__REQUIRED WORK__
Only the lines below starting at the one containing "self.report();" and ending at the one containing "impl IntoResponse for TextError" belong in the answer, each copied exactly.

__RECORDS FOR PROCESSING__
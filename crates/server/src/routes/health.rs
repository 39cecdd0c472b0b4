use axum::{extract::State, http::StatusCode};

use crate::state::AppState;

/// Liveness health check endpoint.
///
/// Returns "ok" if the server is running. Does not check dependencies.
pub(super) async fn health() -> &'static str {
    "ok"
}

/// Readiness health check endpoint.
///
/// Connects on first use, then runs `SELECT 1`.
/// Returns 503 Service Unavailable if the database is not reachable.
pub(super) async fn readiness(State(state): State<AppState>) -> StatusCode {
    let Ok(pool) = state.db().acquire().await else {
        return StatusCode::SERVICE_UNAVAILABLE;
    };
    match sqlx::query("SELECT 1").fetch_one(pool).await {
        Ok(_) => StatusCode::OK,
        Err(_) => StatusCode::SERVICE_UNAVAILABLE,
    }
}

==

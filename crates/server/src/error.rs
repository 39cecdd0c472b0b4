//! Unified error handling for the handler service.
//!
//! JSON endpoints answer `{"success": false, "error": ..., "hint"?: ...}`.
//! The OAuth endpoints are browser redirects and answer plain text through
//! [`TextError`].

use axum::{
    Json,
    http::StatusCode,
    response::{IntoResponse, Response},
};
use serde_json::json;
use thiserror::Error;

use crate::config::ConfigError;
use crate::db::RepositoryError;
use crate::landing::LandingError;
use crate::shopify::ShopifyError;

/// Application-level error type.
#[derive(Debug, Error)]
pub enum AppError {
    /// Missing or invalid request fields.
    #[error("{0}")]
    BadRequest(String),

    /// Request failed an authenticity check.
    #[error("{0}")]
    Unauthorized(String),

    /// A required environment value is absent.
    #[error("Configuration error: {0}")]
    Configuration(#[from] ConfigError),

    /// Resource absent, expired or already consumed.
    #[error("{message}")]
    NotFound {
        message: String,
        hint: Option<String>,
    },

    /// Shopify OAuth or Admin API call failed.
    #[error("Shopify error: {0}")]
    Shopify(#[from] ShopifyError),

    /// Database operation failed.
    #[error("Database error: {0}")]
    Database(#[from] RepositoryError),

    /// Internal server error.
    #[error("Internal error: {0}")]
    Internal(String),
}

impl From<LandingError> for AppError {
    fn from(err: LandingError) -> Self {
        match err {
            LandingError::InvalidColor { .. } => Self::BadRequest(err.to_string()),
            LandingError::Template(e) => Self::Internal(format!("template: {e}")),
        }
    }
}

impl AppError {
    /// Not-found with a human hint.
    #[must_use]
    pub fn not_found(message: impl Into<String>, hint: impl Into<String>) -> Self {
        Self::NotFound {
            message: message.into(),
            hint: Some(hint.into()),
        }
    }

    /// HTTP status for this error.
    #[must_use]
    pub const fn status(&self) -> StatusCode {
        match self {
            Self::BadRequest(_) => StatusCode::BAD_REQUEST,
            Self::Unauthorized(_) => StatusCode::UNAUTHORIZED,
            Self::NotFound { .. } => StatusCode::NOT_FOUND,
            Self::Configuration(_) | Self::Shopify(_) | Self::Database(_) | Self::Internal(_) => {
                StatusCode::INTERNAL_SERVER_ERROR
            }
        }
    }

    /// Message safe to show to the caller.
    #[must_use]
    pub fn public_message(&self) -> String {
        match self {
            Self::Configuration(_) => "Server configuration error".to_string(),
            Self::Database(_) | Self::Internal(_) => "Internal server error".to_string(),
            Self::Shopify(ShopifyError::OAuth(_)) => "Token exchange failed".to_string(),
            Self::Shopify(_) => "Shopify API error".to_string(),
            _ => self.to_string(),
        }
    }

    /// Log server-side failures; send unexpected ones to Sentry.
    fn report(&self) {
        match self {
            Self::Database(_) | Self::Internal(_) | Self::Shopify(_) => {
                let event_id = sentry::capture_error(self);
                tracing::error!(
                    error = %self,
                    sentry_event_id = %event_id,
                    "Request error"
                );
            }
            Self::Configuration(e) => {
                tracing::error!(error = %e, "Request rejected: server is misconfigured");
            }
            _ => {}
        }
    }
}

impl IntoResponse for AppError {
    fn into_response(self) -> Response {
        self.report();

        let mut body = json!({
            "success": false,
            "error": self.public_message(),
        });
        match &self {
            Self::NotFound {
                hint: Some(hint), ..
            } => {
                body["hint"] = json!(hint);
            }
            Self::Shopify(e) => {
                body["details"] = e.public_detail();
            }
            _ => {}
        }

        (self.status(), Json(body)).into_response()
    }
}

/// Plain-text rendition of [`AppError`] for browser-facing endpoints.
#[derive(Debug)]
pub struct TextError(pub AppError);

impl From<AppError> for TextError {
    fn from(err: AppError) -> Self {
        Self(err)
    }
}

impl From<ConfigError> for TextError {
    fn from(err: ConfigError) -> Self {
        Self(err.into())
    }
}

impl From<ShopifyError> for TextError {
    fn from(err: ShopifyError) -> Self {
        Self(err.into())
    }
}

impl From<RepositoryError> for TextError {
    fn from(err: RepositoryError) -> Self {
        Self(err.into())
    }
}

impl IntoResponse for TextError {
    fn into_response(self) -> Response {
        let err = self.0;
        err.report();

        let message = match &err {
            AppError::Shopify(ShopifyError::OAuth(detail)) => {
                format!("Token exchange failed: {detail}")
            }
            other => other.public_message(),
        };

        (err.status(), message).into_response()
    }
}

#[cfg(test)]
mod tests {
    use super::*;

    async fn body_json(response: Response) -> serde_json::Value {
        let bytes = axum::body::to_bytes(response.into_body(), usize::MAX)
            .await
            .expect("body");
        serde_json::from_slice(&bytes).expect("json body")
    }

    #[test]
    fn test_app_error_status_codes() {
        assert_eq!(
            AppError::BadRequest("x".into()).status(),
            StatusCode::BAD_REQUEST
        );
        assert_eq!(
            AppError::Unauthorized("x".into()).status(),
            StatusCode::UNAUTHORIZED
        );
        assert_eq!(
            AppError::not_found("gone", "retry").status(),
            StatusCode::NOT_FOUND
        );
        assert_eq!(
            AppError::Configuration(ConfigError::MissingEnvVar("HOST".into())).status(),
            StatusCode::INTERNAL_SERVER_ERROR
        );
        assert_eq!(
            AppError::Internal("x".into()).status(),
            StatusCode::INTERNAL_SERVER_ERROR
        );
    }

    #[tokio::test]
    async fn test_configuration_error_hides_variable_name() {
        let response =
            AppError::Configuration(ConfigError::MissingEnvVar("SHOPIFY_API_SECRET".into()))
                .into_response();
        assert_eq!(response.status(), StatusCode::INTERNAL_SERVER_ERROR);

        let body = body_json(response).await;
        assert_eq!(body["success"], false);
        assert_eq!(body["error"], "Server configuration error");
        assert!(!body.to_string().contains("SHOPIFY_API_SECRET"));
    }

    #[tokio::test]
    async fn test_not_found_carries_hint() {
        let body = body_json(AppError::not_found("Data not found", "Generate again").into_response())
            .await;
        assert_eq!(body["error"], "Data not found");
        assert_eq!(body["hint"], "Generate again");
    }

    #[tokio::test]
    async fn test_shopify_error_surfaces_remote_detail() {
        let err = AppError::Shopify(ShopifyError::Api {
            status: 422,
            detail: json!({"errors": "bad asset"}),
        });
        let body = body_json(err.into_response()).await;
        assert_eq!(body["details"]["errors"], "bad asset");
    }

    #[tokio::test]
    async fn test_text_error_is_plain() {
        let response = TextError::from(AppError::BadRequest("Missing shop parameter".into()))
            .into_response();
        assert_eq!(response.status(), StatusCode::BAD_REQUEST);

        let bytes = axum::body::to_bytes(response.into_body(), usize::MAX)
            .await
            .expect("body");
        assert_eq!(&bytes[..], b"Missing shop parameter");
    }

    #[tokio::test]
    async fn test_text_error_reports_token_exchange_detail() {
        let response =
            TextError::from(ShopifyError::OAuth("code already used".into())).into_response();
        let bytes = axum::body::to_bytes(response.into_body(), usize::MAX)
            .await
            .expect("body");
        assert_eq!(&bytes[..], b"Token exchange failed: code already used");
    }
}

==

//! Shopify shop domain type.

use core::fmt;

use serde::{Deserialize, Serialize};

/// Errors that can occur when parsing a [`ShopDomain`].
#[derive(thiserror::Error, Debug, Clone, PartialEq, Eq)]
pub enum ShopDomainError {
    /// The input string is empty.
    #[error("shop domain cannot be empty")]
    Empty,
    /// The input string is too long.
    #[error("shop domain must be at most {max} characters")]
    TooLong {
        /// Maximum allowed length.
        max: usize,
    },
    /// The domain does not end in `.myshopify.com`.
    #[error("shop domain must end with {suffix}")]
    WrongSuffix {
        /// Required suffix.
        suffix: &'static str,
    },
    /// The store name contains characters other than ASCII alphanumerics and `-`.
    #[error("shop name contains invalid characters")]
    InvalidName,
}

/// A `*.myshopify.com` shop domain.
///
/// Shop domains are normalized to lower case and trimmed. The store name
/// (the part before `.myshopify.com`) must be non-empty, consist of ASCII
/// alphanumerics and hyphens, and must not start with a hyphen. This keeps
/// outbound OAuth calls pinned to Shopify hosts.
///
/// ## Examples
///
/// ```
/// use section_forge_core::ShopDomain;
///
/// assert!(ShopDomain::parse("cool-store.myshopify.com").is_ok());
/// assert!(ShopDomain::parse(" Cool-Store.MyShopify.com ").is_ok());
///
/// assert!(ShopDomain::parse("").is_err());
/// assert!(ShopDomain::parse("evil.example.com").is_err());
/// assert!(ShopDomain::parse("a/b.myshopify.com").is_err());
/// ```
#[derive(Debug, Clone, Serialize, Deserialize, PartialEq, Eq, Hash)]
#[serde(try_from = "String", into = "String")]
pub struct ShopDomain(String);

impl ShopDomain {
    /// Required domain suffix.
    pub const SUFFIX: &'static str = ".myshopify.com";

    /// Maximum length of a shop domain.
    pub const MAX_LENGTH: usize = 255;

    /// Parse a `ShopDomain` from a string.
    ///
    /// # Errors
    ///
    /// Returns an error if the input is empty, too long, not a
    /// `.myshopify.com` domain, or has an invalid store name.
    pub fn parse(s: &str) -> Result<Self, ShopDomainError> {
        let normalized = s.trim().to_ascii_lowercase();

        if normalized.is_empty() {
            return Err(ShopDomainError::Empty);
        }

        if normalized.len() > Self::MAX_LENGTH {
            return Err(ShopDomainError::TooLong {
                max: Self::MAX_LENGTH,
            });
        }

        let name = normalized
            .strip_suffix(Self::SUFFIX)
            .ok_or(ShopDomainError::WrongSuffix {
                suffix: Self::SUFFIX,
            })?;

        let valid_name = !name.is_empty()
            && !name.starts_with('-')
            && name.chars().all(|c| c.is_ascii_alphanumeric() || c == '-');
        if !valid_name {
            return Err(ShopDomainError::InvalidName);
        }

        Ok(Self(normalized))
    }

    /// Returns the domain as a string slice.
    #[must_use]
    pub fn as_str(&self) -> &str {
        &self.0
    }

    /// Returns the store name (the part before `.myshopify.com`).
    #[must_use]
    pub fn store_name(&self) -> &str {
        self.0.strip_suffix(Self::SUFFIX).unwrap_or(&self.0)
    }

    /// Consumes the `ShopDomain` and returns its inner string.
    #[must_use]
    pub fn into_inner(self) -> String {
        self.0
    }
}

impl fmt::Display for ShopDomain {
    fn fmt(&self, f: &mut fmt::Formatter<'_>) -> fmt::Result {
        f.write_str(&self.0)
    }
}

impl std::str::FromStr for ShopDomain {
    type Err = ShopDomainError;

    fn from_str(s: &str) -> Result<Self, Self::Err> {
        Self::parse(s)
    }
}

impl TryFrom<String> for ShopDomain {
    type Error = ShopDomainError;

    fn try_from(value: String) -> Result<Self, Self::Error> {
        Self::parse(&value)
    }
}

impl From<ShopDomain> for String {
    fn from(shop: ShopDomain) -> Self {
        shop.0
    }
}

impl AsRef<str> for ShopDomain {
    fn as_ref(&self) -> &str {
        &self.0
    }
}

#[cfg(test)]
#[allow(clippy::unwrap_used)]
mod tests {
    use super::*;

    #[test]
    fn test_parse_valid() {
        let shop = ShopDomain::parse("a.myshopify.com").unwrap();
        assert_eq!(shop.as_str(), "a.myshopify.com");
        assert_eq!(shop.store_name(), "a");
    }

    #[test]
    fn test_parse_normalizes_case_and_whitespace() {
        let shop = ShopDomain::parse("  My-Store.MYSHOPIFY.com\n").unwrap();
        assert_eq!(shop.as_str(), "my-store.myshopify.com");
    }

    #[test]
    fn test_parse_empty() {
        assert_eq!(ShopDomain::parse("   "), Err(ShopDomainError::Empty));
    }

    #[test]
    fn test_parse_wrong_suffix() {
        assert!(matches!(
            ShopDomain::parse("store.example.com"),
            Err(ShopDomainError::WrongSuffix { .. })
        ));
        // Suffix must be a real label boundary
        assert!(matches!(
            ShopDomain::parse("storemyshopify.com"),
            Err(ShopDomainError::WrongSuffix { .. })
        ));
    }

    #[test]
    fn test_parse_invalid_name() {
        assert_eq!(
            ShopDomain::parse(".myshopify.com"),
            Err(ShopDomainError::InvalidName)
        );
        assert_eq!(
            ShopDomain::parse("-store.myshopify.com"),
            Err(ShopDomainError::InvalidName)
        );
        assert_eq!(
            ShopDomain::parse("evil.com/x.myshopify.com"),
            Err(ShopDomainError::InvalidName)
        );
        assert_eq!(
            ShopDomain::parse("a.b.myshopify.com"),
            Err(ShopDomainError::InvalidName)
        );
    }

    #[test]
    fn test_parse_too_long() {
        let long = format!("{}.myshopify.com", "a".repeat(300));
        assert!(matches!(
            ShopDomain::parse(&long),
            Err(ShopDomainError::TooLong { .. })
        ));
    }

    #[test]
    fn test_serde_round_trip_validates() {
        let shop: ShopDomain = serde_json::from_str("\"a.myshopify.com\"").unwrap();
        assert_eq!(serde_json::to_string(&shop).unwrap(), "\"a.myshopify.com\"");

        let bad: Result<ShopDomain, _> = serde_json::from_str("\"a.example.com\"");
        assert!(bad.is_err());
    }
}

__ANSWER TO THIS TASK__
        self.report();

        let mut body = json!({
            "success": false,
            "error": self.public_message(),
        });
        match &self {
            Self::NotFound {
                hint: Some(hint), ..
            } => {
                body["hint"] = json!(hint);
            }
            Self::Shopify(e) => {
                body["details"] = e.public_detail();
            }
            _ => {}
        }

        (self.status(), Json(body)).into_response()
    }
}

/// Plain-text rendition of [`AppError`] for browser-facing endpoints.
#[derive(Debug)]
pub struct TextError(pub AppError);

impl From<AppError> for TextError {
    fn from(err: AppError) -> Self {
        Self(err)
    }
}

impl From<ConfigError> for TextError {
    fn from(err: ConfigError) -> Self {
        Self(err.into())
    }
}

impl From<ShopifyError> for TextError {
    fn from(err: ShopifyError) -> Self {
        Self(err.into())
    }
}

impl From<RepositoryError> for TextError {
    fn from(err: RepositoryError) -> Self {
        Self(err.into())
    }
}

impl IntoResponse for TextError {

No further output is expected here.